Some educators insist that class grades are the more comprehensive and more accurate measure of performance. And as one teacher asked me, “Shouldn’t effort count for something?”
We all know students who attend every class and turn in every assignment yet still do poorly, sometimes because they don’t test well or because they didn’t have the prerequisites to succeed in the course. Such students may not deserve to fail, but should they earn an A for their effort?
And what about the students who are so far ahead of their peers that they can goof off in class, blow off homework and yet ace the midterm and final. Do they merit an A?
If grades represent a cut-and-dried account of how much a student knows at the end of a course, tests may be the fairest assessment. In fact, it would make sense to permit students to skip the classes altogether if a pre-test demonstrated that they already grasped the material.
But does that approach ignore other relevant and important measures? Shouldn’t a student earn credit for showing up on time, for being respectful of the teacher and peers and for trying, even when the results fall short?

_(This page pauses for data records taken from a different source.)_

//! LLM request/response types for Valet.
//!
//! These types model the data shapes for completion-service interactions:
//! conversation messages, completion requests, usage tracking, and error
//! handling.

use serde::{Deserialize, Serialize};
use std::fmt;
use std::str::FromStr;

/// Role of a message in a conversation.
///
/// `System` is synthesized per request and never persisted.
#[derive(Debug, Clone, Copy, PartialEq, Eq, Serialize, Deserialize)]
#[serde(rename_all = "lowercase")]
pub enum MessageRole {
    System,
    User,
    Assistant,
}

impl fmt::Display for MessageRole {
    fn fmt(&self, f: &mut fmt::Formatter<'_>) -> fmt::Result {
        match self {
            MessageRole::System => write!(f, "system"),
            MessageRole::User => write!(f, "user"),
            MessageRole::Assistant => write!(f, "assistant"),
        }
    }
}

impl FromStr for MessageRole {
    type Err = String;

    fn from_str(s: &str) -> Result<Self, Self::Err> {
        match s.to_lowercase().as_str() {
            "system" => Ok(MessageRole::System),
            "user" => Ok(MessageRole::User),
            "assistant" => Ok(MessageRole::Assistant),
            other => Err(format!("invalid message role: '{other}'")),
        }
    }
}

/// A single role/content pair, as sent to the completion service and as
/// returned by the history endpoint.
#[derive(Debug, Clone, PartialEq, Eq, Serialize, Deserialize)]
pub struct Message {
    pub role: MessageRole,
    pub content: String,
}

/// Request to the completion service.
#[derive(Debug, Clone, Serialize, Deserialize)]
pub struct CompletionRequest {
    pub model: String,
    pub messages: Vec<Message>,
    pub max_tokens: u32,
    #[serde(skip_serializing_if = "Option::is_none")]
    pub temperature: Option<f64>,
}

/// Response from the completion service.
#[derive(Debug, Clone, Serialize, Deserialize)]
pub struct CompletionResponse {
    pub content: String,
    pub model: String,
    pub usage: Usage,
}

/// Token usage for a completion request/response.
#[derive(Debug, Clone, Default, Serialize, Deserialize)]
pub struct Usage {
    pub input_tokens: u32,
    pub output_tokens: u32,
}

/// Errors from completion-service operations.
#[derive(Debug, thiserror::Error)]
pub enum LlmError {
    #[error("provider error: {message}")]
    Provider { message: String },

    #[error("deserialization error: {0}")]
    Deserialization(String),

    #[error("authentication failed")]
    AuthenticationFailed,

    #[error("rate limited")]
    RateLimited,

    #[error("invalid request: {0}")]
    InvalidRequest(String),
}
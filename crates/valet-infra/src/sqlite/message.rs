//! SQLite conversation log implementation.
//!
//! Implements `MessageRepository` from `valet-core` using sqlx with split
//! read/write pools: raw queries, a private Row struct, RFC 3339 text
//! timestamps.

use chrono::{DateTime, Utc};
use sqlx::Row;

use valet_core::memory::repository::MessageRepository;
use valet_types::error::RepositoryError;
use valet_types::llm::MessageRole;
use valet_types::message::StoredMessage;

use super::pool::DatabasePool;

/// SQLite-backed implementation of `MessageRepository`.
pub struct SqliteMessageRepository {
    pool: DatabasePool,
}

impl SqliteMessageRepository {
    /// Create a new repository backed by the given database pool.
    pub fn new(pool: DatabasePool) -> Self {
        Self { pool }
    }
}

/// Internal row type for mapping SQLite rows to domain StoredMessage.
struct MessageRow {
    id: i64,
    role: String,
    content: String,
    created_at: String,
}

impl MessageRow {
    fn from_row(row: &sqlx::sqlite::SqliteRow) -> Result<Self, sqlx::Error> {
        Ok(Self {
            id: row.try_get("id")?,
            role: row.try_get("role")?,
            content: row.try_get("content")?,
            created_at: row.try_get("created_at")?,
        })
    }

    fn into_message(self) -> Result<StoredMessage, RepositoryError> {
        let role: MessageRole = self
            .role
            .parse()
            .map_err(|e: String| RepositoryError::Query(e))?;
        let created_at = parse_datetime(&self.created_at)?;

        Ok(StoredMessage {
            id: self.id,
            role,
            content: self.content,
            created_at,
        })
    }
}

fn parse_datetime(s: &str) -> Result<DateTime<Utc>, RepositoryError> {
    DateTime::parse_from_rfc3339(s)
        .map(|dt| dt.with_timezone(&Utc))
        .map_err(|e| RepositoryError::Query(format!("invalid datetime: {e}")))
}

fn format_datetime(dt: &DateTime<Utc>) -> String {
    dt.to_rfc3339()
}

impl MessageRepository for SqliteMessageRepository {
    async fn append(
        &self,
        role: MessageRole,
        content: &str,
    ) -> Result<StoredMessage, RepositoryError> {
        let created_at = Utc::now();

        let result = sqlx::query(
            "INSERT INTO messages (role, content, created_at) VALUES (?, ?, ?)",
        )
        .bind(role.to_string())
        .bind(content)
        .bind(format_datetime(&created_at))
        .execute(&self.pool.writer)
        .await
        .map_err(|e| RepositoryError::Query(e.to_string()))?;

        Ok(StoredMessage {
            id: result.last_insert_rowid(),
            role,
            content: content.to_string(),
            created_at,
        })
    }

    async fn recent_history(&self, turns: u32) -> Result<Vec<StoredMessage>, RepositoryError> {
        // *2 because each turn is expected to contribute a user and an
        // assistant row. Rows come back newest first; reverse to oldest-first.
        let rows = sqlx::query(
            "SELECT id, role, content, created_at FROM messages ORDER BY id DESC LIMIT ?",
        )
        .bind(2 * i64::from(turns))
        .fetch_all(&self.pool.reader)
        .await
        .map_err(|e| RepositoryError::Query(e.to_string()))?;

        let mut messages = rows
            .iter()
            .map(|row| {
                MessageRow::from_row(row)
                    .map_err(|e| RepositoryError::Query(e.to_string()))?
                    .into_message()
            })
            .collect::<Result<Vec<_>, _>>()?;

        messages.reverse();
        Ok(messages)
    }
}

I once taught a cocky 20-year-old who’d been suspended from his prestigious university and ended up in my evening class at a community college in Florida, where the average student was about 60. The young man had already taken a similar course at his former school, so he was disgruntled to be repeating the same material and sitting next to classmates wearing orthotics. His displeasure showed. I gave him the A, but it hurt.
But in the workplace, many of us deal with competent co-workers who are quite unpleasant. Are their evaluations or salaries downgraded because they let their cellphones ring incessantly, never wash out a cup or pilfer someone else’s yogurt from the fridge? Not in my experience.
On the other side of the grading equation, I’ve taught diligent students who respected their classmates, arrived early, stayed late, but flubbed the tests, usually because they entered college without the necessary fundamentals. In a painful conversation, a young woman told me that my D would cost her a summer internship. I explained that I couldn’t send her onto more advanced classes when she hadn’t yet mastered the basics.
It would be heartwarming to report that when I ran into her years later on the street, she greeted me warmly and thanked me for forcing her to take a remedial class. But it wasn’t quite like that. She shunned me, which is another reason why teaching ranks as the hardest job I ever had.